À deux jours du congrès fondateur du PASTEF, le ministre-conseiller à la Présidence, Aldiouma Sow, a choisi de désamorcer publiquement les allégations d’Ousmane Sonko. Dans une déclaration ferme, il a démenti avec véhémence les rumeurs d’un prétendu « accord occulte » conclu par le président Bassirou Diomaye Faye durant sa détention au Cap Manuel.
Selon ses propos, le chef de l’État a toujours agi avec une transparence absolue, en parfaite adéquation avec ses convictions politiques et son engagement pour l’alternance démocratique de 2024. « Aucune entente secrète n’a été scellée en prison », a-t-il martelé, rejetant catégoriquement l’idée d’un quelconque arrangement visant à altérer le choix souverain du peuple sénégalais.

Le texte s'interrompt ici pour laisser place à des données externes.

//! Graph-specific error types.

use crate::graph::data::DataType;
use crate::graph::id::{ConnectionId, StepId, TriggerId};
use thiserror::Error;

/// Structural errors raised by graph edits. The graph is left unchanged.
#[derive(Error, Debug)]
pub enum GraphError {
    #[error("Unknown step {0:?}")]
    UnknownStep(StepId),

    #[error("Unknown trigger {0:?}")]
    UnknownTrigger(TriggerId),

    #[error("Unknown connection {0:?}")]
    UnknownConnection(ConnectionId),

    #[error("Step {step:?} has no {direction} slot '{slot}'")]
    UnknownSlot {
        step: StepId,
        slot: String,
        direction: &'static str,
    },

    #[error("Step '{step}' declares slot '{slot}' twice")]
    DuplicateSlot { step: String, slot: String },

    #[error("Type mismatch: output {source_type} cannot feed input '{slot}' of type {target_type}")]
    TypeMismatch {
        slot: String,
        source_type: DataType,
        target_type: DataType,
    },

    #[error("Input '{slot}' of step {step:?} is already connected")]
    AlreadyConnected { step: StepId, slot: String },

    #[error("Cannot connect step {0:?} to itself")]
    SelfConnection(StepId),

    #[error("Edit would make trigger {0:?} reachable from itself")]
    TriggerCycle(TriggerId),

    #[error("Graph cannot be edited while trigger {0:?} is running")]
    Running(TriggerId),

    #[error("Trigger {0:?} has no loop mode")]
    NotLooped(TriggerId),

    #[error("Worker error: {0}")]
    Worker(#[from] WorkerError),
}

pub type GraphResult<T> = std::result::Result<T, GraphError>;

/// Thread worker lifecycle errors.
#[derive(Error, Debug)]
pub enum WorkerError {
    #[error("Worker '{0}' is already running")]
    AlreadyRunning(String),

    #[error("Failed to spawn worker thread '{name}': {source}")]
    Spawn {
        name: String,
        #[source]
        source: std::io::Error,
    },
}

/// Failure of a single step's compute pass.
#[derive(Error, Debug, Clone, PartialEq)]
pub enum ComputeError {
    #[error("{0}")]
    Failed(String),

    #[error("Input '{0}' has no value")]
    MissingInput(String),

    #[error("Slot '{slot}' expects {expected}, got {found}")]
    TypeMismatch {
        slot: String,
        expected: DataType,
        found: DataType,
    },

    #[error("No output slot named '{0}'")]
    UnknownOutput(String),

    #[error("Device error: {0}")]
    Device(String),

    #[error("Compute panicked: {0}")]
    Panicked(String),
}

impl ComputeError {
    pub fn failed(message: impl Into<String>) -> Self {
        ComputeError::Failed(message.into())
    }
}

#[cfg(test)]
mod tests {
    use super::*;

    #[test]
    fn test_error_display() {
        let err = GraphError::TypeMismatch {
            slot: "x".to_string(),
            source_type: DataType::Matrix,
            target_type: DataType::Scalar,
        };
        assert_eq!(
            err.to_string(),
            "Type mismatch: output matrix cannot feed input 'x' of type scalar"
        );
    }

    #[test]
    fn test_worker_error_converts() {
        let err: GraphError = WorkerError::AlreadyRunning("loop".to_string()).into();
        assert!(err.to_string().contains("already running"));
    }
}
//! SimFlow demo runner
//!
//! Usage: `simflow [config.toml]`
//!
//! Builds the demo graph under the configured root triggers, runs it for the
//! configured duration, stops every worker and prints trigger statistics as JSON.

use anyhow::Context;
use simflow::config::RuntimeConfig;
use simflow::demo;
use simflow::graph::ChannelFaultSink;
use std::sync::Arc;
use tracing_subscriber::{layer::SubscriberExt, util::SubscriberInitExt, EnvFilter, Layer};

fn main() -> anyhow::Result<()> {
    let config = match std::env::args().nth(1) {
        Some(path) => RuntimeConfig::load(&path).with_context(|| format!("Loading {}", path))?,
        None => RuntimeConfig::default(),
    };

    let _log_guard = init_logging(&config)?;
    tracing::info!("Starting SimFlow demo ({} root triggers)", config.triggers.len());

    let (sink, faults) = ChannelFaultSink::new(config.fault_channel_capacity);
    let sink = Arc::new(sink);
    let mut demo = demo::build(&config, sink.clone()).context("Building demo graph")?;

    demo.network.start_all().context("Starting root triggers")?;
    std::thread::sleep(config.run_duration());

    tracing::info!("Shutting down...");
    demo.network.stop_all(true);

    let mut fault_count = 0;
    for fault in faults.try_iter() {
        tracing::warn!("Fault during run: {:?}", fault);
        fault_count += 1;
    }

    let report = demo.report(fault_count, sink.dropped())?;
    println!("{}", serde_json::to_string_pretty(&report)?);
    Ok(())
}

/// Console logging, plus a non-blocking file layer when the config names a file.
///
/// `RUST_LOG` overrides the configured filter. The returned guard flushes the
/// file writer on drop.
fn init_logging(
    config: &RuntimeConfig,
) -> anyhow::Result<Option<tracing_appender::non_blocking::WorkerGuard>> {
    let filter = || {
        EnvFilter::try_from_default_env().unwrap_or_else(|_| EnvFilter::new(&config.logging.filter))
    };

    let (file_layer, guard) = match &config.logging.file {
        Some(path) => {
            let dir = path
                .parent()
                .filter(|p| !p.as_os_str().is_empty())
                .unwrap_or_else(|| std::path::Path::new("."));
            let name = path
                .file_name()
                .with_context(|| format!("Log file {:?} has no file name", path))?;
            let appender = tracing_appender::rolling::never(dir, name);
            let (writer, guard) = tracing_appender::non_blocking(appender);
            let layer = tracing_subscriber::fmt::layer()
                .with_ansi(false)
                .with_writer(writer)
                .with_filter(filter());
            (Some(layer), Some(guard))
        }
        None => (None, None),
    };

    tracing_subscriber::registry()
        .with(tracing_subscriber::fmt::layer().with_filter(filter()))
        .with(file_layer)
        .init();

    Ok(guard)
}
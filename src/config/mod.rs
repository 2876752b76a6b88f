//! Runtime configuration.
//!
//! A [`RuntimeConfig`] is read from a TOML file by the `simflow` binary:
//!
//! ```toml
//! run_duration_ms = 2000
//! thread_prefix = "simflow"
//! fault_channel_capacity = 256
//!
//! [logging]
//! filter = "info,simflow=debug"
//! file = "simflow.log"
//!
//! [[triggers]]
//! name = "plant"
//! mode = { kind = "fixed_rate", interval_ms = 10 }
//!
//! [[triggers]]
//! name = "monitor"
//! mode = { kind = "single_step", step_ms = 100 }
//! ```

use crate::error::{Result, SimFlowError};
use crate::graph::LoopMode;
use serde::{Deserialize, Serialize};
use std::path::{Path, PathBuf};
use std::time::Duration;

/// Default tracing filter when neither `RUST_LOG` nor the config sets one
pub const DEFAULT_LOG_FILTER: &str = "info,simflow=debug";

/// Default capacity of the fault event channel
pub const DEFAULT_FAULT_CHANNEL_CAPACITY: usize = 256;

/// Default demo run duration in milliseconds
pub const DEFAULT_RUN_DURATION_MS: u64 = 2000;

/// Logging settings
#[derive(Debug, Clone, PartialEq, Serialize, Deserialize)]
pub struct LoggingConfig {
    /// `EnvFilter` directive string
    #[serde(default = "default_log_filter")]
    pub filter: String,
    /// Optional log file; written through a non-blocking appender
    #[serde(default)]
    pub file: Option<PathBuf>,
}

impl Default for LoggingConfig {
    fn default() -> Self {
        Self {
            filter: default_log_filter(),
            file: None,
        }
    }
}

/// Loop mode as written in configuration files
#[derive(Debug, Clone, Copy, PartialEq, Eq, Serialize, Deserialize)]
#[serde(tag = "kind", rename_all = "snake_case")]
pub enum LoopModeConfig {
    FixedRate { interval_ms: u64 },
    FastestPossible,
    SingleStep { step_ms: u64 },
}

impl TryFrom<LoopModeConfig> for LoopMode {
    type Error = SimFlowError;

    fn try_from(config: LoopModeConfig) -> Result<Self> {
        match config {
            LoopModeConfig::FixedRate { interval_ms: 0 } => Err(SimFlowError::Config(
                "fixed-rate interval must be positive".to_string(),
            )),
            LoopModeConfig::FixedRate { interval_ms } => {
                Ok(LoopMode::fixed_rate(Duration::from_millis(interval_ms)))
            }
            LoopModeConfig::FastestPossible => Ok(LoopMode::FastestPossible),
            LoopModeConfig::SingleStep { step_ms } => {
                Ok(LoopMode::single_step(Duration::from_millis(step_ms)))
            }
        }
    }
}

/// A root trigger to create at startup
#[derive(Debug, Clone, PartialEq, Serialize, Deserialize)]
pub struct TriggerConfig {
    pub name: String,
    pub mode: LoopModeConfig,
}

impl TriggerConfig {
    pub fn new(name: impl Into<String>, mode: LoopModeConfig) -> Self {
        Self {
            name: name.into(),
            mode,
        }
    }

    pub fn loop_mode(&self) -> Result<LoopMode> {
        LoopMode::try_from(self.mode)
            .map_err(|e| e.with_context(format!("Trigger '{}'", self.name)))
    }
}

/// Top-level runtime configuration
#[derive(Debug, Clone, PartialEq, Serialize, Deserialize)]
pub struct RuntimeConfig {
    #[serde(default = "default_fault_channel_capacity")]
    pub fault_channel_capacity: usize,

    /// Root trigger threads are named `<prefix>-<trigger name>`
    #[serde(default = "default_thread_prefix")]
    pub thread_prefix: String,

    #[serde(default = "default_run_duration_ms")]
    pub run_duration_ms: u64,

    // Tables last so the serialized TOML stays valid.
    #[serde(default)]
    pub logging: LoggingConfig,

    #[serde(default = "default_triggers")]
    pub triggers: Vec<TriggerConfig>,
}

impl Default for RuntimeConfig {
    fn default() -> Self {
        Self {
            fault_channel_capacity: DEFAULT_FAULT_CHANNEL_CAPACITY,
            thread_prefix: default_thread_prefix(),
            run_duration_ms: DEFAULT_RUN_DURATION_MS,
            logging: LoggingConfig::default(),
            triggers: default_triggers(),
        }
    }
}

impl RuntimeConfig {
    /// Parse and validate a TOML document
    pub fn from_toml_str(content: &str) -> Result<Self> {
        let config: Self = toml::from_str(content)
            .map_err(|e| SimFlowError::Config(format!("Failed to parse config: {}", e)))?;
        config.validate()?;
        Ok(config)
    }

    /// Load and validate a config file
    pub fn load(path: impl AsRef<Path>) -> Result<Self> {
        let path = path.as_ref();
        let content = std::fs::read_to_string(path).map_err(|e| {
            SimFlowError::Config(format!("Failed to read config file {:?}: {}", path, e))
        })?;
        Self::from_toml_str(&content)
    }

    /// Save as TOML, creating the parent directory if needed
    pub fn save(&self, path: impl AsRef<Path>) -> Result<()> {
        let path = path.as_ref();

        if let Some(parent) = path.parent().filter(|p| !p.as_os_str().is_empty()) {
            std::fs::create_dir_all(parent).map_err(|e| {
                SimFlowError::Config(format!("Failed to create config directory: {}", e))
            })?;
        }

        let content = toml::to_string_pretty(self)
            .map_err(|e| SimFlowError::Serialization(format!("Failed to serialize config: {}", e)))?;

        std::fs::write(path, content).map_err(|e| {
            SimFlowError::Config(format!("Failed to write config file {:?}: {}", path, e))
        })
    }

    /// Check values serde cannot express
    pub fn validate(&self) -> Result<()> {
        if self.fault_channel_capacity == 0 {
            return Err(SimFlowError::Config(
                "fault_channel_capacity must be positive".to_string(),
            ));
        }
        for (i, trigger) in self.triggers.iter().enumerate() {
            if trigger.name.trim().is_empty() {
                return Err(SimFlowError::Config(format!("Trigger #{} has no name", i)));
            }
            if self.triggers[..i].iter().any(|t| t.name == trigger.name) {
                return Err(SimFlowError::Config(format!(
                    "Duplicate trigger name '{}'",
                    trigger.name
                )));
            }
            trigger.loop_mode()?;
        }
        Ok(())
    }

    pub fn run_duration(&self) -> Duration {
        Duration::from_millis(self.run_duration_ms)
    }
}

fn default_log_filter() -> String {
    DEFAULT_LOG_FILTER.to_string()
}

fn default_fault_channel_capacity() -> usize {
    DEFAULT_FAULT_CHANNEL_CAPACITY
}

fn default_thread_prefix() -> String {
    crate::graph::network::DEFAULT_THREAD_PREFIX.to_string()
}

fn default_run_duration_ms() -> u64 {
    DEFAULT_RUN_DURATION_MS
}

fn default_triggers() -> Vec<TriggerConfig> {
    vec![
        TriggerConfig::new("plant", LoopModeConfig::FixedRate { interval_ms: 10 }),
        TriggerConfig::new("monitor", LoopModeConfig::FixedRate { interval_ms: 100 }),
    ]
}

#[cfg(test)]
mod tests {
    use super::*;

    #[test]
    fn test_default_config_is_valid() {
        let config = RuntimeConfig::default();
        assert!(config.validate().is_ok());
        assert_eq!(config.logging.filter, DEFAULT_LOG_FILTER);
        assert_eq!(config.triggers.len(), 2);
    }

    #[test]
    fn test_parse_minimal_uses_defaults() {
        let config = RuntimeConfig::from_toml_str("run_duration_ms = 50").unwrap();
        assert_eq!(config.run_duration(), Duration::from_millis(50));
        assert_eq!(config.fault_channel_capacity, DEFAULT_FAULT_CHANNEL_CAPACITY);
        assert_eq!(config.triggers, default_triggers());
    }

    #[test]
    fn test_parse_trigger_modes() {
        let config = RuntimeConfig::from_toml_str(
            r#"
            [[triggers]]
            name = "fast"
            mode = { kind = "fastest_possible" }

            [[triggers]]
            name = "stepper"
            mode = { kind = "single_step", step_ms = 20 }
            "#,
        )
        .unwrap();
        assert_eq!(config.triggers[0].loop_mode().unwrap(), LoopMode::FastestPossible);
        assert_eq!(
            config.triggers[1].loop_mode().unwrap(),
            LoopMode::single_step(Duration::from_millis(20))
        );
    }

    #[test]
    fn test_zero_interval_rejected() {
        let err = RuntimeConfig::from_toml_str(
            r#"
            [[triggers]]
            name = "broken"
            mode = { kind = "fixed_rate", interval_ms = 0 }
            "#,
        )
        .unwrap_err();
        assert!(err.to_string().contains("broken"));
        assert!(err.to_string().contains("interval"));
    }

    #[test]
    fn test_duplicate_trigger_rejected() {
        let mut config = RuntimeConfig::default();
        config.triggers[1].name = config.triggers[0].name.clone();
        assert!(matches!(config.validate(), Err(SimFlowError::Config(_))));
    }

    #[test]
    fn test_zero_capacity_rejected() {
        let config = RuntimeConfig {
            fault_channel_capacity: 0,
            ..RuntimeConfig::default()
        };
        assert!(config.validate().is_err());
    }

    #[test]
    fn test_save_and_load() {
        let dir = tempfile::tempdir().unwrap();
        let path = dir.path().join("nested").join("simflow.toml");

        let mut config = RuntimeConfig::default();
        config.logging.file = Some(PathBuf::from("run.log"));
        config.triggers.push(TriggerConfig::new(
            "stepper",
            LoopModeConfig::SingleStep { step_ms: 5 },
        ));
        config.save(&path).unwrap();

        let loaded = RuntimeConfig::load(&path).unwrap();
        assert_eq!(loaded, config);
    }

    #[test]
    fn test_load_missing_file() {
        let dir = tempfile::tempdir().unwrap();
        let err = RuntimeConfig::load(dir.path().join("absent.toml")).unwrap_err();
        assert!(matches!(err, SimFlowError::Config(_)));
    }
}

Le ministre a par ailleurs clarifié la vision du dialogue portée par le président de la République. Pour Bassirou Diomaye Faye, cette approche ne relève pas d’une simple tactique politique ou d’un expédient conjoncturel. Elle incarne, au contraire, un pilier central de sa gouvernance, une ligne de conduite constante qui transcende les rapports de force.
Cette intervention survient dans un climat politique particulièrement tendu, à quelques heures d’un congrès décisif pour le PASTEF. Les propos d’Aldiouma Sow alimentent à nouveau les discussions autour des tensions internes au sein de la majorité et des orientations stratégiques que prendra le pouvoir dans les mois à venir.